= WORK REQUIRED =
Output the records exactly, every one of them.
= = = =
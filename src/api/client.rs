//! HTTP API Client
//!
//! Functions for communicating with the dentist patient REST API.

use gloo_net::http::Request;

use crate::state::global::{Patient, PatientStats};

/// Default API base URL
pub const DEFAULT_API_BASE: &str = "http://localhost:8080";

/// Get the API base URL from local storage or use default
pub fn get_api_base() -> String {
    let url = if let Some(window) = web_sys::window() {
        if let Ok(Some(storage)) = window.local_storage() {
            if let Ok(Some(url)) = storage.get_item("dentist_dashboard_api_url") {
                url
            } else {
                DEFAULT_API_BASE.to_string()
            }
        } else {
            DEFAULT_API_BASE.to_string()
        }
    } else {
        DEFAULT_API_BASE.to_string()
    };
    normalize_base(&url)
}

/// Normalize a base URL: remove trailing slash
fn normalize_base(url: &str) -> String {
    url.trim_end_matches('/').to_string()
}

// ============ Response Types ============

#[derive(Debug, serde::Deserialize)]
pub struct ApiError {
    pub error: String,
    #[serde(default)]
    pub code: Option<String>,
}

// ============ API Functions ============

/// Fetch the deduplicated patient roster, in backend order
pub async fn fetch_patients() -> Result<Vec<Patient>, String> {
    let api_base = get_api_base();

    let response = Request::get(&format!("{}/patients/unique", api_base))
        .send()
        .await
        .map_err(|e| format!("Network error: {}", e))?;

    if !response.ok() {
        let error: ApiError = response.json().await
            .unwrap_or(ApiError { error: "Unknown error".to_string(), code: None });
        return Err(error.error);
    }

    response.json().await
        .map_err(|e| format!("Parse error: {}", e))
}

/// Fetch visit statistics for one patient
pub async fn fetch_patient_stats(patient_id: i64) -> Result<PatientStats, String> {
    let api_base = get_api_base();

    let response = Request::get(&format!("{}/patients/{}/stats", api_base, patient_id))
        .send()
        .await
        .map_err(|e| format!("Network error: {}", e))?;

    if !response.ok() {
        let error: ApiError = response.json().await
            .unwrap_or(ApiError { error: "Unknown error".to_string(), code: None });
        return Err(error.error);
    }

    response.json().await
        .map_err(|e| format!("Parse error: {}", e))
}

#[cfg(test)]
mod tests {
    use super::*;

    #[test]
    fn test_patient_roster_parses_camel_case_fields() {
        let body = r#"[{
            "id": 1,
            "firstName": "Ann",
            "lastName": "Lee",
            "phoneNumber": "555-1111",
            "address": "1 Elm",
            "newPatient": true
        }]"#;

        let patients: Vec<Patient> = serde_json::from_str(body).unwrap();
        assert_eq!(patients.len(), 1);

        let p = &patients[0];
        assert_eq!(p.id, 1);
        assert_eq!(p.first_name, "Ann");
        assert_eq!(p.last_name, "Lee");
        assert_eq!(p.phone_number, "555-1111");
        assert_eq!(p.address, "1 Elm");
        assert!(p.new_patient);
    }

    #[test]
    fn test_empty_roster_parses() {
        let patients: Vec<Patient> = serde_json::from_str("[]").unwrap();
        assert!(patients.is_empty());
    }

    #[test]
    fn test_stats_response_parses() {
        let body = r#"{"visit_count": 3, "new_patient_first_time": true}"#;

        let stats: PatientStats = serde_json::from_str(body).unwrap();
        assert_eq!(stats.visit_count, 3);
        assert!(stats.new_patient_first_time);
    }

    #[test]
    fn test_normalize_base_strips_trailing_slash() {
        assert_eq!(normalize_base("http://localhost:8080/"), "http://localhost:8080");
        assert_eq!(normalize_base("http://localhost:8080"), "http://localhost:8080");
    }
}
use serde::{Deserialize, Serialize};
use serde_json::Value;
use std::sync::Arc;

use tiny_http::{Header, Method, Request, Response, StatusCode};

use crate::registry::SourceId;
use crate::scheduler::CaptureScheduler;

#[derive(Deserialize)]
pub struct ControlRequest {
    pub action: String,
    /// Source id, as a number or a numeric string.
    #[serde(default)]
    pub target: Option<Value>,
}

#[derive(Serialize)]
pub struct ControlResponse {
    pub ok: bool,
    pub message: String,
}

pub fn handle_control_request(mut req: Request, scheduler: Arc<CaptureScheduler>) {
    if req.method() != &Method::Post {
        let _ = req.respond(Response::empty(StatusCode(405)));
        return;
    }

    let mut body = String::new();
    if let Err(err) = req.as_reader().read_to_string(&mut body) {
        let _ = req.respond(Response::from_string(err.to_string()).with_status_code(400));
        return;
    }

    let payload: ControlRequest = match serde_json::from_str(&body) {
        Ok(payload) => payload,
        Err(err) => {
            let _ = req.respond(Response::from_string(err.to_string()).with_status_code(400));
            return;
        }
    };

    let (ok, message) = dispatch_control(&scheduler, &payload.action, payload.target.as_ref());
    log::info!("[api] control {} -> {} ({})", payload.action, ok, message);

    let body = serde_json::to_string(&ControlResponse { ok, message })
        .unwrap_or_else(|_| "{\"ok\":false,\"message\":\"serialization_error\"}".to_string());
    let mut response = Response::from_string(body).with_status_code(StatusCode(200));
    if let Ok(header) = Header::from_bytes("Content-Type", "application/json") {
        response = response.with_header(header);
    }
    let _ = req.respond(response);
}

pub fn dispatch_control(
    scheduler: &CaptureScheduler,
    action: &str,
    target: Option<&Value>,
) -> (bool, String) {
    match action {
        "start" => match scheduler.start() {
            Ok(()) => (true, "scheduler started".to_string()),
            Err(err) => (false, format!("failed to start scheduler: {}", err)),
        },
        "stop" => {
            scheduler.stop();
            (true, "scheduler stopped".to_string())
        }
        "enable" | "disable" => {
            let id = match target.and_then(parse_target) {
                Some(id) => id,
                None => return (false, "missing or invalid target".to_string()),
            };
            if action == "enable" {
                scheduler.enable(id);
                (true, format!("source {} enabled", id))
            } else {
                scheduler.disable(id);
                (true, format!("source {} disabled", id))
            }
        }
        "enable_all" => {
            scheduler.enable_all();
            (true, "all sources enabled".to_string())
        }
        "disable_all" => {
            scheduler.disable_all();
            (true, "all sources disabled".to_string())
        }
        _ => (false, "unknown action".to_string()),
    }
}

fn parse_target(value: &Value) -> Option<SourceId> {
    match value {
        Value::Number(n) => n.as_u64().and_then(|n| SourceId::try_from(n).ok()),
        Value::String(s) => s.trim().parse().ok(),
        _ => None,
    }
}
= = = =
= TASK SOLUTION =
filename src/api/client.rs
//! HTTP API Client
//!
//! Functions for communicating with the dentist patient REST API.

use gloo_net::http::Request;

use crate::state::global::{Patient, PatientStats};

/// Default API base URL
pub const DEFAULT_API_BASE: &str = "http://localhost:8080";

/// Get the API base URL from local storage or use default
pub fn get_api_base() -> String {
    let url = if let Some(window) = web_sys::window() {
        if let Ok(Some(storage)) = window.local_storage() {
            if let Ok(Some(url)) = storage.get_item("dentist_dashboard_api_url") {
                url
            } else {
                DEFAULT_API_BASE.to_string()
            }
        } else {
            DEFAULT_API_BASE.to_string()
        }
    } else {
        DEFAULT_API_BASE.to_string()
    };
    normalize_base(&url)
}

/// Normalize a base URL: remove trailing slash
fn normalize_base(url: &str) -> String {
    url.trim_end_matches('/').to_string()
}

// ============ Response Types ============

#[derive(Debug, serde::Deserialize)]
pub struct ApiError {
    pub error: String,
    #[serde(default)]
    pub code: Option<String>,
}

// ============ API Functions ============

/// Fetch the deduplicated patient roster, in backend order
pub async fn fetch_patients() -> Result<Vec<Patient>, String> {
    let api_base = get_api_base();

    let response = Request::get(&format!("{}/patients/unique", api_base))
        .send()
        .await
        .map_err(|e| format!("Network error: {}", e))?;

    if !response.ok() {
        let error: ApiError = response.json().await
            .unwrap_or(ApiError { error: "Unknown error".to_string(), code: None });
        return Err(error.error);
    }

    response.json().await
        .map_err(|e| format!("Parse error: {}", e))
}

/// Fetch visit statistics for one patient
pub async fn fetch_patient_stats(patient_id: i64) -> Result<PatientStats, String> {
    let api_base = get_api_base();

    let response = Request::get(&format!("{}/patients/{}/stats", api_base, patient_id))
        .send()
        .await
        .map_err(|e| format!("Network error: {}", e))?;

    if !response.ok() {
        let error: ApiError = response.json().await
            .unwrap_or(ApiError { error: "Unknown error".to_string(), code: None });
        return Err(error.error);
    }

    response.json().await
        .map_err(|e| format!("Parse error: {}", e))
}

#[cfg(test)]
mod tests {
    use super::*;

    #[test]
    fn test_patient_roster_parses_camel_case_fields() {
        let body = r#"[{
            "id": 1,
            "firstName": "Ann",
            "lastName": "Lee",
            "phoneNumber": "555-1111",
            "address": "1 Elm",
            "newPatient": true
        }]"#;

        let patients: Vec<Patient> = serde_json::from_str(body).unwrap();
        assert_eq!(patients.len(), 1);

        let p = &patients[0];
        assert_eq!(p.id, 1);
        assert_eq!(p.first_name, "Ann");
        assert_eq!(p.last_name, "Lee");
        assert_eq!(p.phone_number, "555-1111");
        assert_eq!(p.address, "1 Elm");
        assert!(p.new_patient);
    }

    #[test]
    fn test_empty_roster_parses() {
        let patients: Vec<Patient> = serde_json::from_str("[]").unwrap();
        assert!(patients.is_empty());
    }

    #[test]
    fn test_stats_response_parses() {
        let body = r#"{"visit_count": 3, "new_patient_first_time": true}"#;

        let stats: PatientStats = serde_json::from_str(body).unwrap();
        assert_eq!(stats.visit_count, 3);
        assert!(stats.new_patient_first_time);
    }

    #[test]
    fn test_normalize_base_strips_trailing_slash() {
        assert_eq!(normalize_base("http://localhost:8080/"), "http://localhost:8080");
        assert_eq!(normalize_base("http://localhost:8080"), "http://localhost:8080");
    }
}
use serde::{Deserialize, Serialize};
use serde_json::Value;
use std::sync::Arc;

use tiny_http::{Header, Method, Request, Response, StatusCode};

use crate::registry::SourceId;
use crate::scheduler::CaptureScheduler;

#[derive(Deserialize)]
pub struct ControlRequest {
    pub action: String,
    /// Source id, as a number or a numeric string.
    #[serde(default)]
    pub target: Option<Value>,
}

#[derive(Serialize)]
pub struct ControlResponse {
    pub ok: bool,
    pub message: String,
}

pub fn handle_control_request(mut req: Request, scheduler: Arc<CaptureScheduler>) {
    if req.method() != &Method::Post {
        let _ = req.respond(Response::empty(StatusCode(405)));
        return;
    }

    let mut body = String::new();
    if let Err(err) = req.as_reader().read_to_string(&mut body) {
        let _ = req.respond(Response::from_string(err.to_string()).with_status_code(400));
        return;
    }

    let payload: ControlRequest = match serde_json::from_str(&body) {
        Ok(payload) => payload,
        Err(err) => {
            let _ = req.respond(Response::from_string(err.to_string()).with_status_code(400));
            return;
        }
    };

    let (ok, message) = dispatch_control(&scheduler, &payload.action, payload.target.as_ref());
    log::info!("[api] control {} -> {} ({})", payload.action, ok, message);

    let body = serde_json::to_string(&ControlResponse { ok, message })
        .unwrap_or_else(|_| "{\"ok\":false,\"message\":\"serialization_error\"}".to_string());
    let mut response = Response::from_string(body).with_status_code(StatusCode(200));
    if let Ok(header) = Header::from_bytes("Content-Type", "application/json") {
        response = response.with_header(header);
    }
    let _ = req.respond(response);
}

pub fn dispatch_control(
    scheduler: &CaptureScheduler,
    action: &str,
    target: Option<&Value>,
) -> (bool, String) {
    match action {
        "start" => match scheduler.start() {
            Ok(()) => (true, "scheduler started".to_string()),
            Err(err) => (false, format!("failed to start scheduler: {}", err)),
        },
        "stop" => {
            scheduler.stop();
            (true, "scheduler stopped".to_string())
        }
        "enable" | "disable" => {
            let id = match target.and_then(parse_target) {
                Some(id) => id,
                None => return (false, "missing or invalid target".to_string()),
            };
            if action == "enable" {
                scheduler.enable(id);
                (true, format!("source {} enabled", id))
            } else {
                scheduler.disable(id);
                (true, format!("source {} disabled", id))
            }
        }
        "enable_all" => {
            scheduler.enable_all();
            (true, "all sources enabled".to_string())
        }
        "disable_all" => {
            scheduler.disable_all();
            (true, "all sources disabled".to_string())
        }
        _ => (false, "unknown action".to_string()),
    }
}

fn parse_target(value: &Value) -> Option<SourceId> {
    match value {
        Value::Number(n) => n.as_u64().and_then(|n| SourceId::try_from(n).ok()),
        Value::String(s) => s.trim().parse().ok(),
        _ => None,
    }
}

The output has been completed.